* Task goal: Extract, without alteration, each line from the start of the listing to the line bearing "pub fn new(value: impl".

* Material for this exercise:
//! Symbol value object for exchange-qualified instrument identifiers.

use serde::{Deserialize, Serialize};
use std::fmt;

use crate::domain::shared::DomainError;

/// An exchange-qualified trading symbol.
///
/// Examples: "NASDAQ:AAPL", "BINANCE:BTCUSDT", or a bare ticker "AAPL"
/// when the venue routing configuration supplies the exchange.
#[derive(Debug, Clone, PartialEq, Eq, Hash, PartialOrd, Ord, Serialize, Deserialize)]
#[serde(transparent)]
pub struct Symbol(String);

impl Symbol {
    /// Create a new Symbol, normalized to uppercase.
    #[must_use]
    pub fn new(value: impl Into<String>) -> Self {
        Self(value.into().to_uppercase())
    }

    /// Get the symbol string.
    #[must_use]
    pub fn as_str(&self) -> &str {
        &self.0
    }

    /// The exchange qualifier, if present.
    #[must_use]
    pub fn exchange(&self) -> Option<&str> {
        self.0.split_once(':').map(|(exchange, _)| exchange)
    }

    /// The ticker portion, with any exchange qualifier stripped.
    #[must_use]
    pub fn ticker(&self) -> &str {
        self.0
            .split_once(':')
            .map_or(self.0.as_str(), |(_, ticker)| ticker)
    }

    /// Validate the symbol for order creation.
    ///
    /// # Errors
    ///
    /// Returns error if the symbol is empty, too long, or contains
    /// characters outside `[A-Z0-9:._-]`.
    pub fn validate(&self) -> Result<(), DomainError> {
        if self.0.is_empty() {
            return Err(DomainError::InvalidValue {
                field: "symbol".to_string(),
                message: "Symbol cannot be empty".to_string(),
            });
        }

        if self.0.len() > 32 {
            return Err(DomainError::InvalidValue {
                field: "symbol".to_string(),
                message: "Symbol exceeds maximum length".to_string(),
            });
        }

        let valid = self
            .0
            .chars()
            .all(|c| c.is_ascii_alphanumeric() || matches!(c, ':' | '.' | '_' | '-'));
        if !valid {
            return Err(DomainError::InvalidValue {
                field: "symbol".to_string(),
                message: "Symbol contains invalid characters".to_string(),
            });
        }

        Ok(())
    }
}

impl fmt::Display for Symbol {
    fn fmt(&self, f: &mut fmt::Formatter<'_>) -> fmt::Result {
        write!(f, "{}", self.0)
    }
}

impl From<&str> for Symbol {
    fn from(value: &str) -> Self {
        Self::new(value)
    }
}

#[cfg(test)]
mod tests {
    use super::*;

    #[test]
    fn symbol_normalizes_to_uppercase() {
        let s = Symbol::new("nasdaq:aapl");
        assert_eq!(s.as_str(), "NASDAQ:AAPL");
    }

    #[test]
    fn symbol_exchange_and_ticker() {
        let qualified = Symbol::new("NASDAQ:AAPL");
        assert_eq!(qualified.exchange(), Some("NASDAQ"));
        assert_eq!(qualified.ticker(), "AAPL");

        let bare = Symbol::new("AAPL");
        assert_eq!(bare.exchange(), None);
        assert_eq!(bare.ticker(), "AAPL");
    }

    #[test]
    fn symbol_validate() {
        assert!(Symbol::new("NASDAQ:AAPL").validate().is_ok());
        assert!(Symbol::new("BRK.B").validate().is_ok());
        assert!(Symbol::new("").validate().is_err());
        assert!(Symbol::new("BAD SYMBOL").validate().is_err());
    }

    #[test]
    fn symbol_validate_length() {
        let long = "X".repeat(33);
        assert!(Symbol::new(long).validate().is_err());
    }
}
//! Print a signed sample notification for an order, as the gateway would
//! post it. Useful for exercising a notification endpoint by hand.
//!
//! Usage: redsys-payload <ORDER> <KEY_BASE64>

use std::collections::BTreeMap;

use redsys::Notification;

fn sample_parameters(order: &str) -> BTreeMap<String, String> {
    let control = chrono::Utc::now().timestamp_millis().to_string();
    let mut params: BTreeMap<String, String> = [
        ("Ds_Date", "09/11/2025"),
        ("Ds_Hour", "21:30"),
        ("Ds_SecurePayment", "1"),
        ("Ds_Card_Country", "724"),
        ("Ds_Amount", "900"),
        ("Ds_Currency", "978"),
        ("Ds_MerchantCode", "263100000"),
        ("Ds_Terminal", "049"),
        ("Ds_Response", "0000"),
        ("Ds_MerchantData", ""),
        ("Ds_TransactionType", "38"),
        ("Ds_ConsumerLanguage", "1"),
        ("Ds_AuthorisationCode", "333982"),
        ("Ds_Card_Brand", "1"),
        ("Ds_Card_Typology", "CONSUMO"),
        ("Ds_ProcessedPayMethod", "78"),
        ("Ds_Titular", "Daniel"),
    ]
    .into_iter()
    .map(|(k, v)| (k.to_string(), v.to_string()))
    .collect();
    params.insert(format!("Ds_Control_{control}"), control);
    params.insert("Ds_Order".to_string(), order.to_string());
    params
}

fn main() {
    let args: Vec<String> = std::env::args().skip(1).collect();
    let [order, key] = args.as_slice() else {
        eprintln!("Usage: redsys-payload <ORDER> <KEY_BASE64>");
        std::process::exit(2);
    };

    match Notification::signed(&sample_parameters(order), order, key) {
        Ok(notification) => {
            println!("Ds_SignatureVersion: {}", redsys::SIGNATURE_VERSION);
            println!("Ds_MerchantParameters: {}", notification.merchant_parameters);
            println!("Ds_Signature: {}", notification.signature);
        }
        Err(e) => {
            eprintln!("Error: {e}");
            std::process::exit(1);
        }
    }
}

* Reply:
//! Symbol value object for exchange-qualified instrument identifiers.

use serde::{Deserialize, Serialize};
use std::fmt;

use crate::domain::shared::DomainError;

/// An exchange-qualified trading symbol.
///
/// Examples: "NASDAQ:AAPL", "BINANCE:BTCUSDT", or a bare ticker "AAPL"
/// when the venue routing configuration supplies the exchange.
#[derive(Debug, Clone, PartialEq, Eq, Hash, PartialOrd, Ord, Serialize, Deserialize)]
#[serde(transparent)]
pub struct Symbol(String);

impl Symbol {
    /// Create a new Symbol, normalized to uppercase.
    #[must_use]
    pub fn new(value: impl Into<String>) -> Self {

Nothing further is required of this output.